HOOVER, Ala. -- The way Nick Saban tells it, they were slackers, a disappointment to their school and their coach.
Alabama's coach doesn't use those exact words, but his 2010 team sticks out so much in the current climate, that it's obvious: They're the ones that didn't work hard enough. They're the ones that didn't follow up. They're the ones that keep 2013 from being a run at five in a row.
Those bums that featured the defending Heisman winner (Mark Ingram), a quarterback currently with eight championship rings (AJ McCarron) and future All-Americans won only 10.
"Complacency is always an issue," Saban said Thursday at the SEC media days. "It's part of the human condition."
The human condition is not accepted in Tuscaloosa, never mind complacency. Saban trotted out a few of his latest cyborgs for the media Thursday -- McCarron, Anthony Steen and C.J. Mosley -- announcing to the world (without really announcing it) that resistance is useless.
Complacency? Well, it's a given that anything less than a third straight national championship and four in five years would be a failure. Ask those dogs who had the temerity to go 10-3 in '10, ending a 19-game winning streak in the process.
"After we won that many games it got very, very difficult for those players to deal with that success," Saban said. "And I do think it affected them."
True freshmen on that team -- those same "slackers", "dogs" and "bums" -- are now chasing their third consecutive title. Their place in history has improved somewhat, having gone 25-2 since then.
"You always have to reinvent your team," Saban said. "Even this year I've watched this team progress to -- maybe [complacency] being an issue in the offseason program -- to kind of a bit of an issue in spring practice to where I see a lot more maturity."
In Sabanspeak, that's the equivalent of clicking his heels in the air.
Other than Saban, only Tom Osborne, Barry Switzer, Pete Carroll, Bud Wilkinson, Frank Leahy, Bear Bryant and a handful of the other coaches have stood at the brink of three consecutive national championships in the wire service era.

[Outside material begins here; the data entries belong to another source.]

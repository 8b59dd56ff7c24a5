use std::collections::HashMap;

use super::{Grant, GrantContext, RewardSink};
use crate::error::{AirdropError, AirdropResult};
use crate::types::Address;

/// Balances plus a contract-held reserve paying a fixed amount per claim.
#[derive(Clone, Debug, Default)]
pub struct FungibleReward {
    balances: HashMap<Address, u128>,
    reserve: u128,
    amount: u128,
}

impl FungibleReward {
    pub fn new(reserve: u128, amount: u128) -> Self {
        Self { balances: HashMap::new(), reserve, amount }
    }

    pub fn balance_of(&self, who: &Address) -> u128 {
        self.balances.get(who).copied().unwrap_or(0)
    }

    pub fn reserve(&self) -> u128 {
        self.reserve
    }

    pub fn reward_amount(&self) -> u128 {
        self.amount
    }

    /// Move `amount` from `from` to `to`.
    pub fn transfer(&mut self, from: Address, to: Address, amount: u128) -> AirdropResult<()> {
        let src = self.balance_of(&from);
        if src < amount {
            return Err(AirdropError::InsufficientBalance);
        }
        self.balances.insert(from, src - amount);
        *self.balances.entry(to).or_insert(0) += amount;
        Ok(())
    }
}

impl RewardSink for FungibleReward {
    fn grant(&mut self, ctx: &GrantContext<'_>) -> AirdropResult<Grant> {
        if self.reserve < self.amount {
            return Err(AirdropError::InsufficientReserve);
        }
        self.reserve -= self.amount;
        *self.balances.entry(ctx.recipient).or_insert(0) += self.amount;
        Ok(Grant::Transferred(self.amount))
    }

    fn transfer(&mut self, from: Address, to: Address, amount: u128) -> AirdropResult<()> {
        FungibleReward::transfer(self, from, to, amount)
    }
}
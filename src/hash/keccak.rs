//! Keccak-256 helpers.
//!
//! Keccak-256 (Ethereum-style) differs from NIST SHA3-256 in padding. Leaves,
//! Merkle parents, seed commitments and call selectors all use Keccak-256 so
//! that digests match the off-chain tooling bit for bit.
//!
//! ### API
//! - `keccak256(data)`: one-shot
//! - `keccak256_many(parts)`: parts treated as concatenated
//! - `selector(signature)`: first 4 bytes of `keccak256(signature)`

use sha3::{Digest, Keccak256};

use super::Digest32;
use crate::types::Selector;

/// One-shot Keccak-256 of a single buffer.
#[inline]
pub fn keccak256(data: &[u8]) -> Digest32 {
    let mut k = Keccak256::new();
    k.update(data);
    k.finalize().into()
}

/// Keccak-256 over multiple parts, treated as if concatenated.
pub fn keccak256_many<'a, I>(parts: I) -> Digest32
where
    I: IntoIterator<Item = &'a [u8]>,
{
    let mut k = Keccak256::new();
    for p in parts {
        k.update(p);
    }
    k.finalize().into()
}

/// Call selector for a canonical signature such as `claim(bytes32[],uint256)`.
#[inline]
pub fn selector(signature: &str) -> Selector {
    let h = keccak256(signature.as_bytes());
    [h[0], h[1], h[2], h[3]]
}
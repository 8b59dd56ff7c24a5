//! Allowlist Merkle commitments.
//!
//! - [`leaf_hash`]: derive the leaf for `(claimant, index)`
//! - [`verify`]: sorted-pair inclusion check against a root
//!
//! ### Encoding
//! * **Leaf:** `keccak256(address ‖ index)`, where `address` is the raw 20
//!   bytes and `index` is a 32-byte big-endian integer. This is Solidity's
//!   `abi.encodePacked(address, uint256)`.
//! * **Parent:** `keccak256(min(a, b) ‖ max(a, b))`, comparing the two
//!   digests byte-wise. Proofs therefore carry no direction bits.
//!
//! The off-chain builder must pair the same way (`sortPairs: true` in
//! merkletreejs) or every proof fails. Leaves are used as-is; the builder
//! must not hash them a second time.

mod verify;

pub use verify::{hash_sorted_pair, recompute_root, verify, verify_claim};

use crate::hash::{keccak256_many, Digest32};
use crate::types::{Address, U256};

/// Root commitment of an allowlist tree.
pub type MerkleRoot = Digest32;

/// Sibling digests ordered from the leaf level upwards.
pub type Proof = Vec<Digest32>;

/// Leaf digest committing one allowlist entry.
#[inline]
pub fn leaf_hash(claimant: &Address, index: U256) -> Digest32 {
    let index_be = index.to_be_bytes::<32>();
    keccak256_many([claimant.as_bytes().as_slice(), index_be.as_slice()])
}
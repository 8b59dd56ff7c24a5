//! Claim ledgers: which allowlist indices have already been granted.
//!
//! Two storage strategies share one surface, [`ClaimLedger`]:
//! - [`MappingLedger`]: one slot per index
//! - [`BitmapLedger`]: one bit per index, 256 indices per slot
//!
//! The choice is made at deployment time through a type parameter, never at
//! runtime. A ledger has no failure modes of its own: the caller checks
//! [`ClaimLedger::is_claimed`] and then calls [`ClaimLedger::mark_claimed`]
//! inside the same atomic operation.
//!
//! ### Cost accounting
//! Every mark is reported as a [`SlotWrite`] so the two strategies can be
//! compared with EVM SSTORE pricing: a zero → non-zero slot costs
//! [`FRESH_SLOT_COST`], a non-zero → non-zero rewrite costs
//! [`UPDATE_SLOT_COST`].

mod bitmap;
mod mapping;

pub use bitmap::{BitmapLedger, WORD_BITS};
pub use mapping::MappingLedger;

use crate::types::U256;

/// Cost of writing a slot that was previously zero.
pub const FRESH_SLOT_COST: u64 = 20_000;
/// Cost of rewriting a slot that already held a non-zero value.
pub const UPDATE_SLOT_COST: u64 = 5_000;

/// Kind of storage write a mark performed.
#[derive(Clone, Copy, Debug, PartialEq, Eq)]
pub enum SlotWrite {
    /// The slot was zero before this write.
    Fresh,
    /// The slot already held data (another flag in the same word).
    Update,
}

impl SlotWrite {
    #[inline]
    pub fn cost(self) -> u64 {
        match self {
            SlotWrite::Fresh => FRESH_SLOT_COST,
            SlotWrite::Update => UPDATE_SLOT_COST,
        }
    }
}

/// Running totals of writes performed by a ledger.
#[derive(Clone, Copy, Debug, Default, PartialEq, Eq)]
pub struct WriteStats {
    pub fresh: u64,
    pub updates: u64,
}

impl WriteStats {
    pub(crate) fn record(&mut self, w: SlotWrite) {
        match w {
            SlotWrite::Fresh => self.fresh += 1,
            SlotWrite::Update => self.updates += 1,
        }
    }

    /// Total marks recorded.
    pub fn writes(&self) -> u64 {
        self.fresh + self.updates
    }

    /// Estimated storage cost of all recorded writes.
    pub fn cost(&self) -> u64 {
        self.fresh * FRESH_SLOT_COST + self.updates * UPDATE_SLOT_COST
    }
}

/// Per-index claim flags.
pub trait ClaimLedger {
    /// Whether `index` has been granted.
    fn is_claimed(&self, index: U256) -> bool;

    /// Set the flag for `index`. The caller must have observed
    /// `is_claimed(index) == false` in the same operation.
    fn mark_claimed(&mut self, index: U256) -> SlotWrite;

    /// Number of distinct storage slots holding data.
    fn slots_used(&self) -> usize;

    /// Writes performed so far.
    fn write_stats(&self) -> WriteStats;
}
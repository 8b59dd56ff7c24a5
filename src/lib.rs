//! merkle_airdrop: allowlist airdrops proven by Merkle inclusion.
//!
//! Layout:
//! - [`hash`]     : Keccak-256 primitives and call selectors
//! - [`merkle`]   : leaf derivation and sorted-pair proof verification
//! - [`ledger`]   : claim ledgers (per-index mapping, packed bitmap)
//! - [`reveal`]   : commit-reveal gate guarding the minting flow
//! - [`token`]    : minimal fungible / NFT bookkeeping used as reward sinks
//! - [`call`]     : selector + CBOR call encoding
//! - [`contract`] : the deployable airdrop contracts and the multicall guard
//! - [`host`]     : in-process executor providing atomic, block-ordered calls
//! - [`config`]   : deployment parameters (JSON / environment)
//!
//! Every state-changing operation goes through [`host::Chain`], which runs it
//! against a snapshot of the contract and discards the snapshot on failure.

#![forbid(unsafe_code)]
#![deny(rust_2018_idioms, unused_must_use)]

pub mod call;
pub mod config;
pub mod contract;
pub mod error;
pub mod hash;
pub mod host;
pub mod ledger;
pub mod merkle;
pub mod reveal;
pub mod token;
pub mod types;

pub use call::{Call, CallKind};
pub use config::{AirdropConfig, RecommitPolicy};
pub use contract::{
    Contract, Env, MerkleAirdrop, MerkleAirdropBitmap, MerkleAirdropMapping, MerkleAirdropNft,
    Output,
};
pub use error::{AirdropError, AirdropResult, ErrorKind};
pub use hash::Digest32;
pub use host::Chain;
pub use ledger::{BitmapLedger, ClaimLedger, MappingLedger, SlotWrite, WriteStats};
pub use types::{Address, Selector, U256};
use super::dispense::dispense;
use super::{run_batch, Contract, Env, Output};
use crate::call::Call;
use crate::config::{AirdropConfig, RecommitPolicy};
use crate::error::{AirdropError, AirdropResult};
use crate::hash::Digest32;
use crate::ledger::{BitmapLedger, ClaimLedger, MappingLedger};
use crate::merkle::MerkleRoot;
use crate::reveal::{CommitRevealGate, RevealState, DEFAULT_MIN_REVEAL_DELAY};
use crate::token::NftRegistry;
use crate::types::{Address, U256};

/// NFT airdrop gated by commit-reveal.
///
/// Exposes one claim path per ledger layout (`revealAndClaimMapping`,
/// `revealAndClaimBitmap`). The two ledgers are independent; both mint from
/// the same sequential supply.
#[derive(Clone, Debug)]
pub struct MerkleAirdropNft {
    root: MerkleRoot,
    gate: CommitRevealGate,
    mapping: MappingLedger,
    bitmap: BitmapLedger,
    nft: NftRegistry,
}

impl MerkleAirdropNft {
    pub fn new(root: MerkleRoot, max_supply: u64) -> Self {
        Self::with_gate(
            root,
            max_supply,
            CommitRevealGate::new(DEFAULT_MIN_REVEAL_DELAY, RecommitPolicy::Never),
        )
    }

    pub fn from_config(cfg: &AirdropConfig) -> Self {
        Self::with_gate(
            cfg.root,
            cfg.max_supply,
            CommitRevealGate::new(cfg.min_reveal_delay, cfg.recommit_policy),
        )
    }

    fn with_gate(root: MerkleRoot, max_supply: u64, gate: CommitRevealGate) -> Self {
        Self {
            root,
            gate,
            mapping: MappingLedger::new(),
            bitmap: BitmapLedger::new(),
            nft: NftRegistry::new(max_supply),
        }
    }

    pub fn root(&self) -> &MerkleRoot {
        &self.root
    }

    pub fn nft(&self) -> &NftRegistry {
        &self.nft
    }

    pub fn mapping_ledger(&self) -> &MappingLedger {
        &self.mapping
    }

    pub fn bitmap_ledger(&self) -> &BitmapLedger {
        &self.bitmap
    }

    pub fn reveal_state(&self, who: &Address) -> RevealState {
        self.gate.state(who)
    }

    pub fn is_claimed_mapping(&self, index: U256) -> bool {
        self.mapping.is_claimed(index)
    }

    pub fn is_claimed_bitmap(&self, index: U256) -> bool {
        self.bitmap.is_claimed(index)
    }

    pub fn commit(&mut self, env: &Env, commitment: Digest32) -> AirdropResult<Output> {
        self.gate.commit(env.caller, commitment, env.block)?;
        Ok(Output::None)
    }

    pub fn reveal_and_claim_mapping(
        &mut self,
        env: &Env,
        proof: &[Digest32],
        index: U256,
        seed: U256,
    ) -> AirdropResult<Output> {
        self.gate.reveal(env.caller, seed, env.block)?;
        let grant =
            dispense(&self.root, &mut self.mapping, &mut self.nft, env.caller, index, proof)?;
        Ok(Output::Granted(grant))
    }

    pub fn reveal_and_claim_bitmap(
        &mut self,
        env: &Env,
        proof: &[Digest32],
        index: U256,
        seed: U256,
    ) -> AirdropResult<Output> {
        self.gate.reveal(env.caller, seed, env.block)?;
        let grant =
            dispense(&self.root, &mut self.bitmap, &mut self.nft, env.caller, index, proof)?;
        Ok(Output::Granted(grant))
    }
}

impl Contract for MerkleAirdropNft {
    fn dispatch(&mut self, env: &Env, call: Call) -> AirdropResult<Output> {
        match call {
            Call::Commit { commitment } => self.commit(env, commitment),
            Call::RevealAndClaimMapping { proof, index, seed } => {
                self.reveal_and_claim_mapping(env, &proof, index, seed)
            }
            Call::RevealAndClaimBitmap { proof, index, seed } => {
                self.reveal_and_claim_bitmap(env, &proof, index, seed)
            }
            Call::TransferFrom { from, to, id } => {
                self.nft.transfer_from(env.caller, from, to, id)?;
                Ok(Output::None)
            }
            Call::SetApprovalForAll { operator, approved } => {
                self.nft.set_approval_for_all(env.caller, operator, approved);
                Ok(Output::None)
            }
            Call::Multicall { calls } => run_batch(self, env, calls),
            Call::Claim { .. } | Call::Transfer { .. } => Err(AirdropError::UnsupportedCall),
        }
    }
}
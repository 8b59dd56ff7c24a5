//! Hash primitives.
//!
//! The ledger environment this engine mirrors hashes everything with
//! Keccak-256 (Ethereum padding, not NIST SHA3-256), so that is the only
//! algorithm here. Digests are fixed at 32 bytes across the crate.

pub mod keccak;

pub use keccak::{keccak256, keccak256_many, selector};

/// A 256-bit digest used across the codebase.
pub type Digest32 = [u8; 32];

/// Parse a `0x`-prefixed (or bare) 64-char hex string into a digest.
pub fn digest_from_hex(s: &str) -> Result<Digest32, hex::FromHexError> {
    let s = s.trim();
    let body = s.strip_prefix("0x").or_else(|| s.strip_prefix("0X")).unwrap_or(s);
    let mut out = [0u8; 32];
    hex::decode_to_slice(body, &mut out)?;
    Ok(out)
}

/// Lowercase `0x`-prefixed hex rendering of a digest.
pub fn digest_to_hex(d: &Digest32) -> String {
    format!("0x{}", hex::encode(d))
}
use std::collections::BTreeMap;

use super::{ClaimLedger, SlotWrite, WriteStats};
use crate::types::U256;

/// Flags per storage word.
pub const WORD_BITS: usize = 256;

/// One bit per allowlist index, packed into 256-bit words.
///
/// Index `i` lives at bit `i % 256` of word `i / 256`. Words are stored
/// sparsely; an absent word is all zeros.
#[derive(Clone, Debug, Default)]
pub struct BitmapLedger {
    words: BTreeMap<U256, U256>,
    stats: WriteStats,
}

/// Split an index into `(word index, bit offset)`.
#[inline]
pub(crate) fn locate(index: U256) -> (U256, usize) {
    let word = index >> 8usize;
    let bit = (index.as_limbs()[0] & 0xff) as usize;
    (word, bit)
}

impl BitmapLedger {
    pub fn new() -> Self {
        Self::default()
    }

    /// Raw word at `word_index` (zero if never written).
    pub fn word(&self, word_index: U256) -> U256 {
        self.words.get(&word_index).copied().unwrap_or(U256::ZERO)
    }
}

impl ClaimLedger for BitmapLedger {
    #[inline]
    fn is_claimed(&self, index: U256) -> bool {
        let (w, bit) = locate(index);
        self.word(w).bit(bit)
    }

    fn mark_claimed(&mut self, index: U256) -> SlotWrite {
        let (w, bit) = locate(index);
        let slot = self.words.entry(w).or_insert(U256::ZERO);
        let write = if slot.is_zero() { SlotWrite::Fresh } else { SlotWrite::Update };
        slot.set_bit(bit, true);
        self.stats.record(write);
        write
    }

    fn slots_used(&self) -> usize {
        self.words.len()
    }

    fn write_stats(&self) -> WriteStats {
        self.stats
    }
}
//! Commit-reveal gate for the minting flow.
//!
//! A claimant first commits to `seed_commitment(seed)`. Only once at least
//! `min_delay` blocks have passed may the seed itself be revealed, and only if
//! it hashes back to the stored commitment. The seed therefore cannot be
//! chosen after the claimant learns anything the later blocks reveal.
//!
//! Per-claimant states:
//!
//! ```text
//! NoCommitment --commit--> Committed --reveal--> Revealed
//! ```
//!
//! `Revealed` is terminal unless the deployment opts in to
//! [`RecommitPolicy::AfterReveal`]. Committing while a commitment is
//! outstanding is always rejected.

use std::collections::HashMap;

use crate::config::RecommitPolicy;
use crate::error::{AirdropError, AirdropResult};
use crate::hash::{keccak256, Digest32};
use crate::types::{Address, U256};

/// Blocks that must elapse between `commit` and `reveal`.
pub const DEFAULT_MIN_REVEAL_DELAY: u64 = 10;

/// Digest a claimant commits to for `seed`.
///
/// The preimage is the seed's decimal ASCII rendering, which is what the
/// reference client hashes (`keccak256(utf8(seed.toString()))`).
pub fn seed_commitment(seed: U256) -> Digest32 {
    keccak256(seed.to_string().as_bytes())
}

/// A live commitment.
#[derive(Clone, Copy, Debug, PartialEq, Eq)]
pub struct Commitment {
    pub hash: Digest32,
    /// Block at which the commitment was recorded.
    pub block: u64,
}

/// Lifecycle position of one claimant.
#[derive(Clone, Copy, Debug, Default, PartialEq, Eq)]
pub enum RevealState {
    #[default]
    NoCommitment,
    Committed(Commitment),
    Revealed,
}

#[derive(Clone, Debug)]
pub struct CommitRevealGate {
    min_delay: u64,
    policy: RecommitPolicy,
    states: HashMap<Address, RevealState>,
}

impl CommitRevealGate {
    pub fn new(min_delay: u64, policy: RecommitPolicy) -> Self {
        Self { min_delay, policy, states: HashMap::new() }
    }

    pub fn min_delay(&self) -> u64 {
        self.min_delay
    }

    pub fn state(&self, who: &Address) -> RevealState {
        self.states.get(who).copied().unwrap_or_default()
    }

    /// Record `hash` for `who` at `block`.
    pub fn commit(&mut self, who: Address, hash: Digest32, block: u64) -> AirdropResult<()> {
        match self.state(&who) {
            RevealState::Committed(_) => return Err(AirdropError::CommitmentOutstanding),
            RevealState::Revealed if self.policy == RecommitPolicy::Never => {
                return Err(AirdropError::AlreadyRevealed)
            }
            _ => {}
        }
        self.states.insert(who, RevealState::Committed(Commitment { hash, block }));
        tracing::debug!(%who, block, "commitment recorded");
        Ok(())
    }

    /// Check `seed` against the live commitment of `who` and consume it.
    pub fn reveal(&mut self, who: Address, seed: U256, block: u64) -> AirdropResult<()> {
        let c = match self.state(&who) {
            RevealState::Committed(c) => c,
            _ => return Err(AirdropError::NoCommitment),
        };
        if block.saturating_sub(c.block) < self.min_delay {
            tracing::debug!(%who, committed_at = c.block, block, "reveal before delay");
            return Err(AirdropError::RevealTooEarly);
        }
        if seed_commitment(seed) != c.hash {
            return Err(AirdropError::InvalidSeed);
        }
        self.states.insert(who, RevealState::Revealed);
        Ok(())
    }
}

#[cfg(test)]
mod tests {
    use super::*;

    fn gate() -> CommitRevealGate {
        CommitRevealGate::new(DEFAULT_MIN_REVEAL_DELAY, RecommitPolicy::Never)
    }

    #[test]
    fn commitment_hashes_decimal_string() {
        assert_eq!(seed_commitment(U256::from(12345u64)), keccak256(b"12345"));
        assert_eq!(seed_commitment(U256::ZERO), keccak256(b"0"));
    }

    #[test]
    fn reveal_without_commit_fails() {
        let mut g = gate();
        let who = Address::from_low_u64(1);
        assert_eq!(g.reveal(who, U256::from(1u64), 100), Err(AirdropError::NoCommitment));
    }

    #[test]
    fn delay_is_inclusive_at_min() {
        let mut g = gate();
        let who = Address::from_low_u64(1);
        let seed = U256::from(42u64);
        g.commit(who, seed_commitment(seed), 5).unwrap();

        assert_eq!(g.reveal(who, seed, 14), Err(AirdropError::RevealTooEarly));
        g.reveal(who, seed, 15).unwrap();
        assert_eq!(g.state(&who), RevealState::Revealed);
    }

    #[test]
    fn wrong_seed_keeps_commitment() {
        let mut g = gate();
        let who = Address::from_low_u64(1);
        let seed = U256::from(7u64);
        g.commit(who, seed_commitment(seed), 0).unwrap();

        assert_eq!(g.reveal(who, seed + U256::from(1u64), 10), Err(AirdropError::InvalidSeed));
        assert!(matches!(g.state(&who), RevealState::Committed(_)));
        g.reveal(who, seed, 10).unwrap();
    }

    #[test]
    fn recommit_rules() {
        let mut g = gate();
        let who = Address::from_low_u64(9);
        let seed = U256::from(3u64);
        g.commit(who, seed_commitment(seed), 0).unwrap();
        assert_eq!(
            g.commit(who, seed_commitment(seed), 1),
            Err(AirdropError::CommitmentOutstanding)
        );
        g.reveal(who, seed, 10).unwrap();
        assert_eq!(g.commit(who, seed_commitment(seed), 11), Err(AirdropError::AlreadyRevealed));
        assert_eq!(g.reveal(who, seed, 30), Err(AirdropError::NoCommitment));

        let mut open = CommitRevealGate::new(10, RecommitPolicy::AfterReveal);
        open.commit(who, seed_commitment(seed), 0).unwrap();
        open.reveal(who, seed, 10).unwrap();
        open.commit(who, seed_commitment(seed), 11).unwrap();
    }
}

"Coach Saban doesn't say it's a dynasty, so I'm not going to say it's a dynasty," quarterback AJ McCarron said. "We know what we've achieved. We don't need one word to describe what we've accomplished."
Here's a word: Obsessed. Here's another: Driven. On Thursday, Saban opened up just a little. Gave us a look inside. The man is always on. So much so that he admitted to barely turning off his phone during vacation.
"Maybe 90 percent of the day I can do what I want to do," he said. "But I'm going to do what I have to do that 10 percent of the day to keep things going in the right direction."
That includes checking in on academic meetings and taking calls from recruits. Must have been a heck of a visit to Disneyland when the kids were small.
"The Process is ever evolving," the coach said. "When it works there is some satisfaction. The key to the drill is you have to continue it. It's always a work in progress. You might have it for that moment, but tomorrow it's something else."
The Process, the team and the man are so established the coach doesn't have to wear his stockpile of championship rings.
"Because I let the players design them and they're about as big as ashtrays," Saban said. "Michael Jordan said it doesn't matter how many game-winning shots you make, the only one that matters is the next one."
You probably don't have to be told that Saban barely rested following January's triumph over Notre Dame.
"Probably that night," said a coach who, at this rate, is becoming the greatest of all time.
If the sport needed a reminder this week at the SEC media days, college football is on alert once again. It's Alabama against the field. The Tide's run has superseded the conference's run.
Worst/best of all –- depending on your viewpoint -- the Tide are loaded again. They have to be. Saban said the 2010 team had at least as much talent as the championship teams of 2009, 2011 and 2012. McCarron already is a walking, talking College Football Hall of Famer (seriously, someday), with three championship rings. Not bad for a preseason third-team SEC quarterback (behind Johnny Manziel and Aaron Murray).
Even if the defense doesn't lead the nation in scoring and total defense like it did in '12, it won't drop to, say, 50th. If it does, there's going to be a miserable down time next summer.
"You can only minimize when you go on vacation, the obligation and responsibility that you have," Saban said, "but you can't just leave it."